Here is my version.
Firstly, the benchmark of Python.
%timeit x**2
100000 loops, best of 3: 4.43 µs per loop
%timeit [xi**2 for xi in x]
100 loops, best of 3: 2.28 ms per loop
Secondly, the various Julia versions.
f1 = x -> x.^2
f2 = x -> x.*x
f3 = x -> [xi*xi for xi in x]
function f4(x)
y = x
for i = 1:length(x)
y[i] = x[i]*x[i]
end
return y
end
function f5(x)
for i = 1:length(x)
x[i] *= x[i]
end
end
function f6(x)
@simd for i = 1:length(x)
@inbounds x[i] *= x[i]
end
end
@timeit f1(x)
1000 loops, best of 3: 149.74 µs per loop
@timeit f2(x)
1000 loops, best of 3: 60.59 µs per loop
@timeit f3(x)
10 loops, best of 3: 4.38 ms per loop
@timeit f4(x)
100000 loops, best of 3: 9.08 µs per loop
@timeit f5(x)
100000 loops, best of 3: 9.18 µs per loop
@timeit f6(x)
100000 loops, best of 3: 2.97 µs per loop
The comparison of f1 and f2 shows that .* is faster than .^2
The comparison of f2 and f3 shows that comprehension is slower
The high performance of f4 and f5 shows that for higher performance we
should write loops ourselves instead of writing vectorization code.
The higher performance of f6 compared to Python shows that Julia is
eventually faster than NumPy.
Furthermore, I find an interesting phenomenon for NumPy:
%timeit x**2
%timeit x**4
%timeit (x**2)**2
100000 loops, best of 3: 4.54 µs per loop
1000 loops, best of 3: 774 µs per loop
100000 loops, best of 3: 9.85 µs per loop
That suggests NumPy only optimized **2, not ** operator itself !

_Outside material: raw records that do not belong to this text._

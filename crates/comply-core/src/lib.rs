//! 柔顺控制核心算法层
//!
//! 本 crate 只包含纯计算组件，不涉及线程、通道或 IO：
//! - 单极点低通滤波器与数值微分器（[`filter`]）
//! - 能量罐（Energy Tank），约束变阻抗参数注入的能量（[`tank`]）
//! - 任务空间阻抗模型（虚拟质量-弹簧-阻尼器）（[`impedance`]）
//! - 阻抗参数调度器，按接触状态在名义值与目标值之间限速渐变（[`scheduler`]）
//! - 接触状态机（FREE / HOOKED / DETACHED / IMPACT），带去抖（[`contact`]）
//! - 力跟踪律（混合力/位置控制）（[`force`]）
//! - 控制器配置（TOML）（[`config`]）
//!
//! 线程模型与传感器同步见 `comply-driver`。

pub mod config;
pub mod contact;
mod error;
pub mod filter;
pub mod force;
pub mod impedance;
pub mod math;
pub mod scheduler;
pub mod tank;
pub mod types;

pub use config::{
    AxisLimit, ContactConfig, ControllerConfig, CorrectionConfig, ForceConfig, GainProfile,
    ImpedanceConfig, LoopConfig, TankConfig, WorkspaceLimits,
};
pub use contact::{
    ContactInputs, ContactState, ContactStateMachine, ContactThresholds, ContactTransition,
};
pub use error::ConfigError;
pub use filter::{ChannelFilter, Differentiator, LowPassFilter};
pub use force::ForceTrackingLaw;
pub use impedance::{ImpedanceDiagnostics, ImpedanceModel, ImpedanceParams};
pub use scheduler::{GainScheduler, ProfileTable};
pub use tank::EnergyTank;
pub use types::*;
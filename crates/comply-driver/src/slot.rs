//! 设定点槽（一深度邮箱）
//!
//! 轨迹分发器写入、控制线程读取。与 `DataSignal` 方向相反的同一种握手：
//! 槽非空时写入方等待，直到控制线程取走上一个点，因此未读的点不会被覆盖。

use comply_core::Setpoint;
use parking_lot::{Condvar, Mutex};
use std::time::{Duration, Instant};

/// 一深度设定点槽
#[derive(Debug, Default)]
pub struct SetpointSlot {
    pending: Mutex<Option<Setpoint>>,
    drained: Condvar,
}

impl SetpointSlot {
    pub fn new() -> Self {
        Self::default()
    }

    /// 槽为空时写入，否则原样退回
    pub fn try_put(&self, setpoint: Setpoint) -> Result<(), Setpoint> {
        let mut pending = self.pending.lock();
        if pending.is_some() {
            return Err(setpoint);
        }
        *pending = Some(setpoint);
        Ok(())
    }

    /// 等待槽变空后写入，最多等待 `timeout`
    ///
    /// 超时返回 `Err(setpoint)`，调用方可检查取消标志后重试。
    pub fn put_timeout(&self, setpoint: Setpoint, timeout: Duration) -> Result<(), Setpoint> {
        let deadline = Instant::now() + timeout;
        let mut pending = self.pending.lock();
        while pending.is_some() {
            if self.drained.wait_until(&mut pending, deadline).timed_out() {
                break;
            }
        }
        if pending.is_some() {
            return Err(setpoint);
        }
        *pending = Some(setpoint);
        Ok(())
    }

    /// 取出待消费的设定点（控制线程每 tick 调用一次）
    pub fn take(&self) -> Option<Setpoint> {
        let taken = self.pending.lock().take();
        if taken.is_some() {
            self.drained.notify_one();
        }
        taken
    }

    pub fn is_empty(&self) -> bool {
        self.pending.lock().is_none()
    }

    /// 等待槽中的点被取走，最多等待 `timeout`；返回槽是否已空
    pub fn wait_drained(&self, timeout: Duration) -> bool {
        let deadline = Instant::now() + timeout;
        let mut pending = self.pending.lock();
        while pending.is_some() {
            if self.drained.wait_until(&mut pending, deadline).timed_out() {
                break;
            }
        }
        pending.is_none()
    }

    /// 唤醒所有等待中的写入方（停机时使用）
    pub fn wake_all(&self) {
        self.drained.notify_all();
    }
}
//! 日志初始化
//!
//! 安装 `tracing_subscriber` 的 fmt 订阅者，并通过 `tracing_log` 把 `log`
//! 宏产生的记录转发到 tracing。`RUST_LOG` 存在时优先使用。

use thiserror::Error;
use tracing_subscriber::EnvFilter;

#[derive(Error, Debug)]
pub enum LoggerError {
    #[error("Invalid log filter: {0}")]
    Filter(#[from] tracing_subscriber::filter::ParseError),

    #[error("Global subscriber already set: {0}")]
    Subscriber(#[from] tracing::subscriber::SetGlobalDefaultError),

    #[error("Log bridge already set: {0}")]
    LogBridge(#[from] tracing_log::log::SetLoggerError),
}

/// 以 `info` 级别初始化日志
pub fn init_logger() -> Result<(), LoggerError> {
    init_logger_with_filter("info")
}

/// 以指定的默认过滤指令初始化日志
///
/// # 参数
/// - `default_directive`: `RUST_LOG` 未设置时使用的过滤指令，如 `"comply_driver=debug"`
///
/// # 错误
/// - 指令无法解析
/// - 进程内已安装过全局订阅者或 log 桥接
pub fn init_logger_with_filter(default_directive: &str) -> Result<(), LoggerError> {
    let filter =
        EnvFilter::try_from_default_env().or_else(|_| EnvFilter::try_new(default_directive))?;
    let subscriber = tracing_subscriber::fmt().with_env_filter(filter).finish();
    tracing::subscriber::set_global_default(subscriber)?;
    tracing_log::LogTracer::init()?;
    Ok(())
}

#[cfg(test)]
mod tests {
    use super::*;

    /// 测试重复初始化返回错误而不是 panic
    #[test]
    fn test_second_init_fails() {
        let first = init_logger_with_filter("warn");
        assert!(first.is_ok());
        assert!(init_logger().is_err());
    }
}
//! 传感器数据接入
//!
//! [`SensorInput`] 是交给传感器传输层的可克隆句柄。每个回调只做本数据流的
//! 预处理，然后把结果发布到共享上下文并置位"新数据"信号，不会等待控制线程：
//!
//! - 关节状态：正运动学 + 末端加速度数值微分
//! - 多点接触力：求和后旋转到基坐标系
//! - 六维力传感器：前 K 个样本估计偏置，之后去偏置、逐通道低通、静态力旋量变换
//! - 外部位置反馈：原样发布，由控制线程滤波与限幅
//!
//! 每个数据流只能有一个生产者线程；处理状态以互斥量保护，正常情况下无竞争。

use crate::error::DriverError;
use crate::kinematics::{JointVector, Kinematics};
use crate::state::{ControlContext, KinematicState, PositionFeedback, WrenchState};
use comply_core::filter::{ChannelFilter, Differentiator};
use comply_core::math::wrench_transform;
use comply_core::{Accel, ControllerConfig, Vector6, Wrench};
use nalgebra::Vector3;
use parking_lot::Mutex;
use std::sync::Arc;
use std::sync::atomic::{AtomicU64, Ordering};
use std::time::Instant;
use tracing::{debug, info, warn};

/// 六维力传感器样本处理结果
#[derive(Debug, Clone, Copy, PartialEq, Eq)]
pub enum ForceTorqueStatus {
    /// 仍在估计偏置
    Calibrating { collected: u32, required: u32 },
    /// 已发布到共享状态
    Published,
    /// 非有限样本，已发布但未进入滤波器
    Rejected,
}

struct JointIngest {
    differentiator: Differentiator,
    sequence: u64,
}

struct ForceTorqueIngest {
    bias_sum: Vector6,
    collected: u32,
    required: u32,
    bias: Option<Vector6>,
    filter: ChannelFilter<6>,
}

impl ForceTorqueIngest {
    fn new(config: &ControllerConfig) -> Self {
        let force = &config.force;
        Self {
            bias_sum: Vector6::zeros(),
            collected: 0,
            required: force.bias_samples,
            bias: if force.bias_samples == 0 {
                Some(Vector6::zeros())
            } else {
                None
            },
            filter: ChannelFilter::new(force.sensor_sample_time, force.filter_cutoff_hz),
        }
    }
}

/// 传感器输入句柄（可克隆，线程安全）
#[derive(Clone)]
pub struct SensorInput {
    ctx: Arc<ControlContext>,
    kinematics: Arc<dyn Kinematics>,
    joints: Arc<Mutex<JointIngest>>,
    force_torque: Arc<Mutex<ForceTorqueIngest>>,
    wrench_sequence: Arc<AtomicU64>,
    feedback_sequence: Arc<AtomicU64>,
}

impl SensorInput {
    pub fn new(
        ctx: Arc<ControlContext>,
        kinematics: Arc<dyn Kinematics>,
        config: &ControllerConfig,
    ) -> Self {
        Self {
            ctx,
            kinematics,
            joints: Arc::new(Mutex::new(JointIngest {
                differentiator: Differentiator::new(
                    config.control_loop.joint_sample_time,
                    Differentiator::DEFAULT_GAIN,
                ),
                sequence: 0,
            })),
            force_torque: Arc::new(Mutex::new(ForceTorqueIngest::new(config))),
            wrench_sequence: Arc::new(AtomicU64::new(0)),
            feedback_sequence: Arc::new(AtomicU64::new(0)),
        }
    }

    /// 关节状态到达
    ///
    /// # 错误
    /// - `InvalidInput`: 位置与速度长度不一致
    /// - `Kinematics`: 正运动学失败（样本被丢弃，计入 `fk_failures`）
    pub fn on_joint_state(&self, positions: &[f64], velocities: &[f64]) -> Result<(), DriverError> {
        if positions.len() != velocities.len() {
            return Err(DriverError::InvalidInput(format!(
                "{} joint positions but {} velocities",
                positions.len(),
                velocities.len()
            )));
        }
        let q = JointVector::from_row_slice(positions);
        let qd = JointVector::from_row_slice(velocities);
        let fk = self.kinematics.forward(&q, &qd).inspect_err(|e| {
            self.ctx.metrics.fk_failures.fetch_add(1, Ordering::Relaxed);
            warn!("Forward kinematics failed, joint sample dropped: {}", e);
        })?;

        let mut ingest = self.joints.lock();
        let accel = ingest.differentiator.update(&fk.twist.to_vector());
        ingest.sequence += 1;
        if ingest.sequence == 1 {
            info!("First joint state received ({} joints)", positions.len());
        }

        self.ctx.kinematics.store(Arc::new(KinematicState {
            sequence: ingest.sequence,
            received_at: Some(Instant::now()),
            positions: q,
            velocities: qd,
            pose: fk.pose,
            twist: fk.twist,
            accel: Accel::from_vector(&accel),
            jacobian: fk.jacobian,
            jacobian_rate: fk.jacobian_rate,
        }));
        drop(ingest);

        self.ctx.new_data.notify();
        Ok(())
    }

    /// 多点接触力到达（末端坐标系），求和后旋转到基坐标系
    pub fn on_contact_wrenches(&self, wrenches: &[Wrench]) {
        let total = wrenches
            .iter()
            .copied()
            .fold(Wrench::zero(), |acc, w| acc + w);
        let rotation = self.ctx.kinematics.load().pose.rotation();
        self.publish_wrench(total.rotated(&rotation));
    }

    /// 六维力传感器样本到达（传感器坐标系）
    pub fn on_force_torque(&self, raw: Wrench) -> ForceTorqueStatus {
        let mut ingest = self.force_torque.lock();

        let estimated = ingest.bias;
        if !raw.is_finite() {
            drop(ingest);
            debug!("Non-finite force/torque sample");
            // 标定期间丢弃，不计入样本数
            if estimated.is_some() {
                self.publish_wrench(raw);
            }
            return ForceTorqueStatus::Rejected;
        }

        let Some(bias) = estimated else {
            ingest.bias_sum += raw.to_vector();
            ingest.collected += 1;
            if ingest.collected < ingest.required {
                return ForceTorqueStatus::Calibrating {
                    collected: ingest.collected,
                    required: ingest.required,
                };
            }
            let bias = ingest.bias_sum / f64::from(ingest.collected);
            info!(
                "Force/torque bias estimated over {} samples: {:?}",
                ingest.collected,
                bias.as_slice()
            );
            ingest.bias = Some(bias);
            return ForceTorqueStatus::Calibrating {
                collected: ingest.collected,
                required: ingest.required,
            };
        };

        let unbiased = raw.to_vector() - bias;
        let mut channels = [0.0; 6];
        channels.copy_from_slice(unbiased.as_slice());
        let filtered = Vector6::from(ingest.filter.update(&channels));
        drop(ingest);

        let pose = self.ctx.kinematics.load().pose;
        let transformed = wrench_transform(&pose.rotation(), &pose.position) * filtered;
        self.publish_wrench(Wrench::from_vector(&transformed));
        ForceTorqueStatus::Published
    }

    /// 外部位置反馈到达（米）
    pub fn on_position_feedback(&self, offset: Vector3<f64>) {
        let sequence = self.feedback_sequence.fetch_add(1, Ordering::Relaxed) + 1;
        self.ctx
            .position_feedback
            .store(Some(Arc::new(PositionFeedback { sequence, offset })));
    }

    /// 外部位置反馈中断
    pub fn clear_position_feedback(&self) {
        self.ctx.position_feedback.store(None);
    }

    /// 偏置估计是否已完成
    pub fn is_bias_ready(&self) -> bool {
        self.force_torque.lock().bias.is_some()
    }

    fn publish_wrench(&self, wrench: Wrench) {
        let sequence = self.wrench_sequence.fetch_add(1, Ordering::Relaxed) + 1;
        if sequence == 1 {
            info!("First wrench sample received");
        }
        self.ctx.wrench.store(Arc::new(WrenchState {
            sequence,
            received_at: Some(Instant::now()),
            wrench,
        }));
        self.ctx.new_data.notify();
    }
}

On Monday, March 16, 2015 at 3:31:41 PM UTC+1, Sisyphuss wrote:
>
> That's interesting!
>
> On Sunday, March 15, 2015 at 4:18:34 PM UTC+1, Dallas Morisette wrote:
>>
>> Thanks everyone for the suggestions! Here is my updated test:
>>
>> using TimeIt
>> function vec!(x,y)
>> y = x.*x
>> end
>>
>> function comp!(x,y)
>> y = [xi*xi for xi in x]
>> end
>>
>> function forloop!(x,y,n)
>> for i = 1:n
>> y[i] = x[i]*x[i]
>> end
>> end
>>
>> function forloop2!(x,y,n)
>> @simd for i = 1:n
>> @inbounds y[i] = x[i]*x[i]
>> end
>> end
>>
>> function test()
>> n = 10000
>> x = linspace(0.0,1.0,n)
>> y = zeros(x)
>> @timeit vec!(x,y)
>> @timeit comp!(x,y)
>> @timeit forloop!(x,y,n)
>> @timeit forloop2!(x,y,n)
>> end
>> test();
>>
>> 10000 loops, best of 3: 87.82 µs per loop
>> 1000 loops, best of 3: 62.73 µs per loop
>> 10000 loops, best of 3: 12.66 µs per loop
>> 100000 loops, best of 3: 3.54 µs per loop
>>
>>
>> So the SIMD macros combined with a literal for loop give performance
>> essentially equivalent to a call to numpy. I switched to @time so I could
>> see the allocations:
>>
>> elapsed time: 2.467e-5 seconds (80512 bytes allocated)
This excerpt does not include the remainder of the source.